Data excerpts:
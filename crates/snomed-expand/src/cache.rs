//! Session-scoped cache of expansion results.
//!
//! Provides an LRU cache with optional TTL keyed by `(code, include_inactive)`.
//! The cache has a single owner: the orchestrator only reads and writes it from
//! the aggregating thread, so no interior locking is needed. Whether it lives
//! for one run or a whole session is the caller's decision.

use std::num::NonZeroUsize;
use std::time::Duration;

use chrono::{DateTime, Utc};
use lru::LruCache;

use crate::config::CacheConfig;
use crate::types::ExpansionResult;

/// Cache key: a code together with the include-inactive flag it was expanded with.
#[derive(Debug, Clone, PartialEq, Eq, Hash)]
#[cfg_attr(feature = "serde", derive(serde::Serialize, serde::Deserialize))]
pub struct CacheKey {
    /// The expanded code.
    pub code: String,
    /// Whether inactive descendants were requested.
    pub include_inactive: bool,
}

impl CacheKey {
    /// Creates a cache key.
    pub fn new(code: impl Into<String>, include_inactive: bool) -> Self {
        Self {
            code: code.into(),
            include_inactive,
        }
    }
}

/// A cached expansion with its creation time.
#[derive(Debug, Clone)]
#[cfg_attr(feature = "serde", derive(serde::Serialize, serde::Deserialize))]
pub struct CacheEntry {
    /// The cached result.
    pub result: ExpansionResult,
    /// When the result was stored.
    pub created_at: DateTime<Utc>,
}

impl CacheEntry {
    fn new(result: ExpansionResult) -> Self {
        Self {
            result,
            created_at: Utc::now(),
        }
    }

    fn is_expired(&self, ttl: Option<Duration>) -> bool {
        let Some(ttl) = ttl else {
            return false;
        };
        Utc::now()
            .signed_duration_since(self.created_at)
            .to_std()
            .map(|age| age > ttl)
            .unwrap_or(false)
    }
}

/// LRU cache of successful expansions.
///
/// # Example
///
/// ```rust
/// use snomed_expand::{ChildConcept, ExpansionCache, ExpansionResult};
///
/// let mut cache = ExpansionCache::default();
/// let result = ExpansionResult::success(
///     "73211009",
///     "Diabetes mellitus",
///     vec![ChildConcept::new("46635009", "Type 1 diabetes mellitus")],
/// );
/// cache.insert(false, result.clone());
///
/// assert_eq!(cache.get("73211009", false), Some(result));
/// assert_eq!(cache.get("73211009", true), None);
/// ```
pub struct ExpansionCache {
    inner: LruCache<CacheKey, CacheEntry>,
    ttl: Option<Duration>,
    hits: usize,
    misses: usize,
}

impl Default for ExpansionCache {
    fn default() -> Self {
        Self::new(CacheConfig::default())
    }
}

impl ExpansionCache {
    /// Creates a cache with the given configuration.
    pub fn new(config: CacheConfig) -> Self {
        let capacity = NonZeroUsize::new(config.max_entries).unwrap_or(NonZeroUsize::MIN);
        Self {
            inner: LruCache::new(capacity),
            ttl: config.ttl,
            hits: 0,
            misses: 0,
        }
    }

    /// Creates a cache with custom capacity and TTL.
    pub fn with_capacity(max_entries: usize, ttl: Option<Duration>) -> Self {
        Self::new(CacheConfig { max_entries, ttl })
    }

    /// Looks up a live entry, promoting it to most-recently-used.
    ///
    /// An expired entry is evicted and reported as a miss.
    pub fn get(&mut self, code: &str, include_inactive: bool) -> Option<ExpansionResult> {
        let key = CacheKey::new(code, include_inactive);
        let ttl = self.ttl;

        let cached = self
            .inner
            .get(&key)
            .map(|entry| (entry.is_expired(ttl), entry.result.clone()));

        match cached {
            Some((false, result)) => {
                self.hits += 1;
                Some(result)
            }
            Some((true, _)) => {
                self.inner.pop(&key);
                self.misses += 1;
                None
            }
            None => {
                self.misses += 1;
                None
            }
        }
    }

    /// Stores a successful result under `(result.code, include_inactive)`.
    ///
    /// Failed results are ignored and return false; a failure is never cached.
    pub fn insert(&mut self, include_inactive: bool, result: ExpansionResult) -> bool {
        if !result.is_success() {
            return false;
        }
        let key = CacheKey::new(result.code.clone(), include_inactive);
        self.inner.put(key, CacheEntry::new(result));
        true
    }

    /// Returns when the entry for a key was created, without touching LRU order.
    pub fn created_at(&self, code: &str, include_inactive: bool) -> Option<DateTime<Utc>> {
        self.inner
            .peek(&CacheKey::new(code, include_inactive))
            .map(|entry| entry.created_at)
    }

    /// Checks if a key exists (without affecting LRU order or checking expiry).
    pub fn contains(&self, code: &str, include_inactive: bool) -> bool {
        self.inner.contains(&CacheKey::new(code, include_inactive))
    }

    /// Removes one entry.
    pub fn remove(&mut self, code: &str, include_inactive: bool) -> Option<ExpansionResult> {
        self.inner
            .pop(&CacheKey::new(code, include_inactive))
            .map(|entry| entry.result)
    }

    /// Number of entries, possibly including expired ones not yet evicted.
    pub fn len(&self) -> usize {
        self.inner.len()
    }

    /// Returns true if the cache is empty.
    pub fn is_empty(&self) -> bool {
        self.inner.is_empty()
    }

    /// Clears all entries and counters.
    pub fn clear(&mut self) {
        self.inner.clear();
        self.hits = 0;
        self.misses = 0;
    }

    /// Removes expired entries.
    pub fn cleanup_expired(&mut self) {
        let ttl = self.ttl;
        let expired: Vec<CacheKey> = self
            .inner
            .iter()
            .filter(|(_, entry)| entry.is_expired(ttl))
            .map(|(key, _)| key.clone())
            .collect();

        for key in expired {
            self.inner.pop(&key);
        }
    }

    /// Returns cache statistics.
    pub fn stats(&self) -> CacheStats {
        let total = self.inner.len();
        let expired = self
            .inner
            .iter()
            .filter(|(_, entry)| entry.is_expired(self.ttl))
            .count();

        CacheStats {
            total_entries: total,
            expired_entries: expired,
            valid_entries: total.saturating_sub(expired),
            hits: self.hits,
            misses: self.misses,
        }
    }
}

impl std::fmt::Debug for ExpansionCache {
    fn fmt(&self, f: &mut std::fmt::Formatter<'_>) -> std::fmt::Result {
        f.debug_struct("ExpansionCache")
            .field("entries", &self.inner.len())
            .field("ttl", &self.ttl)
            .field("hits", &self.hits)
            .field("misses", &self.misses)
            .finish()
    }
}

/// Statistics about the cache state.
#[derive(Debug, Clone, Default, PartialEq, Eq)]
pub struct CacheStats {
    /// Total number of entries in the cache.
    pub total_entries: usize,
    /// Number of expired entries (not yet cleaned up).
    pub expired_entries: usize,
    /// Number of valid (non-expired) entries.
    pub valid_entries: usize,
    /// Lookups served from the cache.
    pub hits: usize,
    /// Lookups that missed or found an expired entry.
    pub misses: usize,
}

= Task instructions =
Retype all of the data exactly. Leave nothing out.

= Answer for the task =
filename crates/snomed-expand/src/cache.rs
//! Session-scoped cache of expansion results.
//!
//! Provides an LRU cache with optional TTL keyed by `(code, include_inactive)`.
//! The cache has a single owner: the orchestrator only reads and writes it from
//! the aggregating thread, so no interior locking is needed. Whether it lives
//! for one run or a whole session is the caller's decision.

use std::num::NonZeroUsize;
use std::time::Duration;

use chrono::{DateTime, Utc};
use lru::LruCache;

use crate::config::CacheConfig;
use crate::types::ExpansionResult;

/// Cache key: a code together with the include-inactive flag it was expanded with.
#[derive(Debug, Clone, PartialEq, Eq, Hash)]
#[cfg_attr(feature = "serde", derive(serde::Serialize, serde::Deserialize))]
pub struct CacheKey {
    /// The expanded code.
    pub code: String,
    /// Whether inactive descendants were requested.
    pub include_inactive: bool,
}

impl CacheKey {
    /// Creates a cache key.
    pub fn new(code: impl Into<String>, include_inactive: bool) -> Self {
        Self {
            code: code.into(),
            include_inactive,
        }
    }
}

/// A cached expansion with its creation time.
#[derive(Debug, Clone)]
#[cfg_attr(feature = "serde", derive(serde::Serialize, serde::Deserialize))]
pub struct CacheEntry {
    /// The cached result.
    pub result: ExpansionResult,
    /// When the result was stored.
    pub created_at: DateTime<Utc>,
}

impl CacheEntry {
    fn new(result: ExpansionResult) -> Self {
        Self {
            result,
            created_at: Utc::now(),
        }
    }

    fn is_expired(&self, ttl: Option<Duration>) -> bool {
        let Some(ttl) = ttl else {
            return false;
        };
        Utc::now()
            .signed_duration_since(self.created_at)
            .to_std()
            .map(|age| age > ttl)
            .unwrap_or(false)
    }
}

/// LRU cache of successful expansions.
///
/// # Example
///
/// ```rust
/// use snomed_expand::{ChildConcept, ExpansionCache, ExpansionResult};
///
/// let mut cache = ExpansionCache::default();
/// let result = ExpansionResult::success(
///     "73211009",
///     "Diabetes mellitus",
///     vec![ChildConcept::new("46635009", "Type 1 diabetes mellitus")],
/// );
/// cache.insert(false, result.clone());
///
/// assert_eq!(cache.get("73211009", false), Some(result));
/// assert_eq!(cache.get("73211009", true), None);
/// ```
pub struct ExpansionCache {
    inner: LruCache<CacheKey, CacheEntry>,
    ttl: Option<Duration>,
    hits: usize,
    misses: usize,
}

impl Default for ExpansionCache {
    fn default() -> Self {
        Self::new(CacheConfig::default())
    }
}

impl ExpansionCache {
    /// Creates a cache with the given configuration.
    pub fn new(config: CacheConfig) -> Self {
        let capacity = NonZeroUsize::new(config.max_entries).unwrap_or(NonZeroUsize::MIN);
        Self {
            inner: LruCache::new(capacity),
            ttl: config.ttl,
            hits: 0,
            misses: 0,
        }
    }

    /// Creates a cache with custom capacity and TTL.
    pub fn with_capacity(max_entries: usize, ttl: Option<Duration>) -> Self {
        Self::new(CacheConfig { max_entries, ttl })
    }

    /// Looks up a live entry, promoting it to most-recently-used.
    ///
    /// An expired entry is evicted and reported as a miss.
    pub fn get(&mut self, code: &str, include_inactive: bool) -> Option<ExpansionResult> {
        let key = CacheKey::new(code, include_inactive);
        let ttl = self.ttl;

        let cached = self
            .inner
            .get(&key)
            .map(|entry| (entry.is_expired(ttl), entry.result.clone()));

        match cached {
            Some((false, result)) => {
                self.hits += 1;
                Some(result)
            }
            Some((true, _)) => {
                self.inner.pop(&key);
                self.misses += 1;
                None
            }
            None => {
                self.misses += 1;
                None
            }
        }
    }

    /// Stores a successful result under `(result.code, include_inactive)`.
    ///
    /// Failed results are ignored and return false; a failure is never cached.
    pub fn insert(&mut self, include_inactive: bool, result: ExpansionResult) -> bool {
        if !result.is_success() {
            return false;
        }
        let key = CacheKey::new(result.code.clone(), include_inactive);
        self.inner.put(key, CacheEntry::new(result));
        true
    }

    /// Returns when the entry for a key was created, without touching LRU order.
    pub fn created_at(&self, code: &str, include_inactive: bool) -> Option<DateTime<Utc>> {
        self.inner
            .peek(&CacheKey::new(code, include_inactive))
            .map(|entry| entry.created_at)
    }

    /// Checks if a key exists (without affecting LRU order or checking expiry).
    pub fn contains(&self, code: &str, include_inactive: bool) -> bool {
        self.inner.contains(&CacheKey::new(code, include_inactive))
    }

    /// Removes one entry.
    pub fn remove(&mut self, code: &str, include_inactive: bool) -> Option<ExpansionResult> {
        self.inner
            .pop(&CacheKey::new(code, include_inactive))
            .map(|entry| entry.result)
    }

    /// Number of entries, possibly including expired ones not yet evicted.
    pub fn len(&self) -> usize {
        self.inner.len()
    }

    /// Returns true if the cache is empty.
    pub fn is_empty(&self) -> bool {
        self.inner.is_empty()
    }

    /// Clears all entries and counters.
    pub fn clear(&mut self) {
        self.inner.clear();
        self.hits = 0;
        self.misses = 0;
    }

    /// Removes expired entries.
    pub fn cleanup_expired(&mut self) {
        let ttl = self.ttl;
        let expired: Vec<CacheKey> = self
            .inner
            .iter()
            .filter(|(_, entry)| entry.is_expired(ttl))
            .map(|(key, _)| key.clone())
            .collect();

        for key in expired {
            self.inner.pop(&key);
        }
    }

    /// Returns cache statistics.
    pub fn stats(&self) -> CacheStats {
        let total = self.inner.len();
        let expired = self
            .inner
            .iter()
            .filter(|(_, entry)| entry.is_expired(self.ttl))
            .count();

        CacheStats {
            total_entries: total,
            expired_entries: expired,
            valid_entries: total.saturating_sub(expired),
            hits: self.hits,
            misses: self.misses,
        }
    }
}

impl std::fmt::Debug for ExpansionCache {
    fn fmt(&self, f: &mut std::fmt::Formatter<'_>) -> std::fmt::Result {
        f.debug_struct("ExpansionCache")
            .field("entries", &self.inner.len())
            .field("ttl", &self.ttl)
            .field("hits", &self.hits)
            .field("misses", &self.misses)
            .finish()
    }
}

/// Statistics about the cache state.
#[derive(Debug, Clone, Default, PartialEq, Eq)]
pub struct CacheStats {
    /// Total number of entries in the cache.
    pub total_entries: usize,
    /// Number of expired entries (not yet cleaned up).
    pub expired_entries: usize,
    /// Number of valid (non-expired) entries.
    pub valid_entries: usize,
    /// Lookups served from the cache.
    pub hits: usize,
    /// Lookups that missed or found an expired entry.
    pub misses: usize,
}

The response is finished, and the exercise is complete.